Try it
Take every line from the listing below that includes "Result" and copy it.

------------

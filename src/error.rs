//! Error types for Convoy
//!
//! Uses `thiserror` for library errors. Transport failures carry their own
//! enum so the executor can decide retry vs abort per class.

use std::path::PathBuf;
use thiserror::Error;

use crate::models::Step;

/// Result type alias for Convoy operations
pub type ConvoyResult<T> = Result<T, ConvoyError>;

/// Errors raised by the transport layer.
///
/// `Connection`, `Auth` and `Timeout` are retryable per the executor's
/// step policy; `CommandFailed` is a genuine step failure and is not.
#[derive(Error, Debug)]
pub enum TransportError {
    /// Host unreachable (ssh/rsync could not establish a connection)
    #[error("connection to '{host}' failed: {message}")]
    Connection { host: String, message: String },

    /// Credentials rejected by the remote host
    #[error("authentication to '{host}' rejected: {message}")]
    Auth { host: String, message: String },

    /// Command exceeded its deadline and was killed
    #[error("command on '{host}' timed out after {seconds}s")]
    Timeout { host: String, seconds: u64 },

    /// Remote command ran but exited nonzero
    #[error("command on '{host}' exited with status {code}: {stderr}")]
    CommandFailed {
        host: String,
        code: i32,
        stderr: String,
    },

    /// Required local tool (ssh/rsync) is missing from PATH
    #[error("transport unavailable: {0}")]
    Unavailable(String),

    /// Local IO error while staging or spawning
    #[error("IO error: {0}")]
    Io(#[from] std::io::Error),
}

impl TransportError {
    /// Whether the executor may retry a step that failed with this error.
    pub fn is_retryable(&self) -> bool {
        matches!(
            self,
            TransportError::Connection { .. }
                | TransportError::Auth { .. }
                | TransportError::Timeout { .. }
        )
    }
}

/// Main error type for Convoy operations
#[derive(Error, Debug)]
pub enum ConvoyError {
    /// Malformed or inconsistent configuration (fatal, no host is touched)
    #[error("config error: {message}")]
    Config { message: String },

    /// Duplicate host identifier in the inventory
    #[error("duplicate host id '{id}' in inventory")]
    DuplicateHost { id: String },

    /// Host references a role with no [roles.*] section
    #[error("host '{id}' references unknown role '{role}'")]
    UnknownRole { id: String, role: String },

    /// No host matched the requested tag filter
    #[error("no hosts matched tags [{tags}]")]
    NoHostsMatched { tags: String },

    /// Host id not present in the inventory
    #[error("host '{id}' not found in inventory")]
    HostNotFound { id: String },

    /// Artifact path missing or unreadable
    #[error("artifact not found: {path}")]
    ArtifactNotFound { path: PathBuf },

    /// Artifact digest did not match the declared checksum
    #[error("artifact checksum mismatch: expected {expected}, computed {actual}")]
    ChecksumMismatch { expected: String, actual: String },

    /// A step exhausted its retries or failed non-retryably
    #[error("step {step} failed on '{host}': {source}")]
    StepFailed {
        host: String,
        step: Step,
        source: TransportError,
    },

    /// Automatic rollback itself failed; no further remediation
    #[error("rollback failed on '{host}': {message}")]
    RollbackFailed { host: String, message: String },

    /// Rollback requested but no last-known-good release is recorded
    #[error("no last-known-good release recorded for '{host}'")]
    NoLastGood { host: String },

    /// State file exists but cannot be parsed
    #[error("state file corrupted at {path}: {message}")]
    StateCorrupted { path: PathBuf, message: String },

    /// Run cancelled by signal before completion
    #[error("run cancelled")]
    Cancelled,

    /// IO error
    #[error("IO error: {0}")]
    Io(#[from] std::io::Error),
}
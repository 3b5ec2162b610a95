//! Structured run events
//!
//! Every step emits an outcome event (host, step, status, duration) so CI
//! and humans can follow a run. `JsonEventSink` writes NDJSON to stdout for
//! `--json`; `ConsoleEventSink` prints one line per event, gated by
//! verbosity. Sinks are shared across the executor's worker threads.

use std::io::{self, Write};
use std::sync::Mutex;

use crate::models::{HostPhase, Mode, Step, StepStatus};

/// A structured event emitted during a run.
#[derive(Debug, Clone)]
pub enum RunEvent {
    Started {
        mode: Mode,
        version: String,
        host_count: usize,
    },
    /// A host entered a new phase of its state machine.
    PhaseChanged {
        host: String,
        phase: HostPhase,
    },
    StepStarted {
        host: String,
        step: Step,
        attempt: u32,
    },
    StepRetried {
        host: String,
        step: Step,
        attempt: u32,
        delay_ms: u64,
        error: String,
    },
    StepFinished {
        host: String,
        step: Step,
        status: StepStatus,
        attempts: u32,
        duration_ms: u64,
        detail: Option<String>,
    },
    HostFinished {
        host: String,
        phase: HostPhase,
    },
    Completed {
        live: usize,
        rolled_back: usize,
        failed: usize,
    },
}

/// Receiver for run events. Implementations must tolerate being called
/// from multiple worker threads at once.
pub trait EventSink: Send + Sync {
    fn on_event(&self, event: RunEvent);
}

/// Discards everything; used by dry runs and tests.
pub struct NullEventSink;

impl EventSink for NullEventSink {
    fn on_event(&self, _event: RunEvent) {}
}

fn mode_str(mode: Mode) -> &'static str {
    match mode {
        Mode::Deploy => "deploy",
        Mode::Rollback => "rollback",
    }
}

fn status_str(status: StepStatus) -> &'static str {
    match status {
        StepStatus::Ok => "ok",
        StepStatus::Failed => "failed",
        StepStatus::Skipped => "skipped",
    }
}

/// Event sink that outputs NDJSON events
pub struct JsonEventSink {
    /// Mutex to ensure thread-safe writes
    writer: Mutex<Box<dyn Write + Send>>,
}

impl JsonEventSink {
    /// Create a new JSON event sink writing to stdout
    pub fn stdout() -> Self {
        Self {
            writer: Mutex::new(Box::new(io::stdout())),
        }
    }

    /// Create a JSON event sink writing to a custom writer (for testing)
    pub fn with_writer<W: Write + Send + 'static>(writer: W) -> Self {
        Self {
            writer: Mutex::new(Box::new(writer)),
        }
    }

    fn write_event(&self, event: serde_json::Value) {
        if let Ok(mut writer) = self.writer.lock() {
            let _ = writeln!(writer, "{}", event);
            let _ = writer.flush();
        }
    }
}

impl EventSink for JsonEventSink {
    fn on_event(&self, event: RunEvent) {
        let json = match event {
            RunEvent::Started {
                mode,
                version,
                host_count,
            } => serde_json::json!({
                "event": "start",
                "mode": mode_str(mode),
                "release": version,
                "hosts": host_count,
            }),

            RunEvent::PhaseChanged { host, phase } => serde_json::json!({
                "event": "phase",
                "host": host,
                "phase": phase.to_string(),
            }),

            RunEvent::StepStarted {
                host,
                step,
                attempt,
            } => serde_json::json!({
                "event": "step_start",
                "host": host,
                "step": step.to_string(),
                "attempt": attempt,
            }),

            RunEvent::StepRetried {
                host,
                step,
                attempt,
                delay_ms,
                error,
            } => serde_json::json!({
                "event": "step_retry",
                "host": host,
                "step": step.to_string(),
                "attempt": attempt,
                "delay_ms": delay_ms,
                "error": error,
            }),

            RunEvent::StepFinished {
                host,
                step,
                status,
                attempts,
                duration_ms,
                detail,
            } => serde_json::json!({
                "event": "step_finish",
                "host": host,
                "step": step.to_string(),
                "status": status_str(status),
                "attempts": attempts,
                "duration_ms": duration_ms,
                "detail": detail,
            }),

            RunEvent::HostFinished { host, phase } => serde_json::json!({
                "event": "host_finish",
                "host": host,
                "phase": phase.to_string(),
            }),

            RunEvent::Completed {
                live,
                rolled_back,
                failed,
            } => {
                let status = if failed == 0 { "success" } else { "partial" };
                serde_json::json!({
                    "event": "complete",
                    "status": status,
                    "live": live,
                    "rolled_back": rolled_back,
                    "failed": failed,
                })
            }
        };

        self.write_event(json);
    }
}

/// Human-readable event sink; step-level detail appears with `-v`.
pub struct ConsoleEventSink {
    verbose: u8,
}

impl ConsoleEventSink {
    pub fn new(verbose: u8) -> Self {
        Self { verbose }
    }
}

impl EventSink for ConsoleEventSink {
    fn on_event(&self, event: RunEvent) {
        match event {
            RunEvent::Started {
                mode,
                version,
                host_count,
            } => {
                println!(
                    "{} release {} to {} host(s)",
                    mode_str(mode),
                    version,
                    host_count
                );
            }
            RunEvent::PhaseChanged { host, phase } => {
                if self.verbose >= 2 {
                    println!("  [{}] phase {}", host, phase);
                }
            }
            RunEvent::StepStarted {
                host,
                step,
                attempt,
            } => {
                if self.verbose >= 2 {
                    println!("  [{}] {} (attempt {})", host, step, attempt);
                }
            }
            RunEvent::StepRetried {
                host,
                step,
                attempt,
                delay_ms,
                error,
            } => {
                println!(
                    "  [{}] {} attempt {} failed, retrying in {}ms: {}",
                    host, step, attempt, delay_ms, error
                );
            }
            RunEvent::StepFinished {
                host,
                step,
                status,
                duration_ms,
                detail,
                ..
            } => {
                if self.verbose >= 1 || status == StepStatus::Failed {
                    match detail {
                        Some(detail) if status != StepStatus::Ok => {
                            println!(
                                "  [{}] {} {} ({}ms): {}",
                                host,
                                step,
                                status_str(status),
                                duration_ms,
                                detail
                            );
                        }
                        _ => println!(
                            "  [{}] {} {} ({}ms)",
                            host,
                            step,
                            status_str(status),
                            duration_ms
                        ),
                    }
                }
            }
            RunEvent::HostFinished { host, phase } => {
                println!("  [{}] -> {}", host, phase);
            }
            RunEvent::Completed {
                live,
                rolled_back,
                failed,
            } => {
                println!(
                    "done: {} live, {} rolled back, {} failed",
                    live, rolled_back, failed
                );
            }
        }
    }
}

------------

Written solution
/// Result type alias for Convoy operations
pub type ConvoyResult<T> = Result<T, ConvoyError>;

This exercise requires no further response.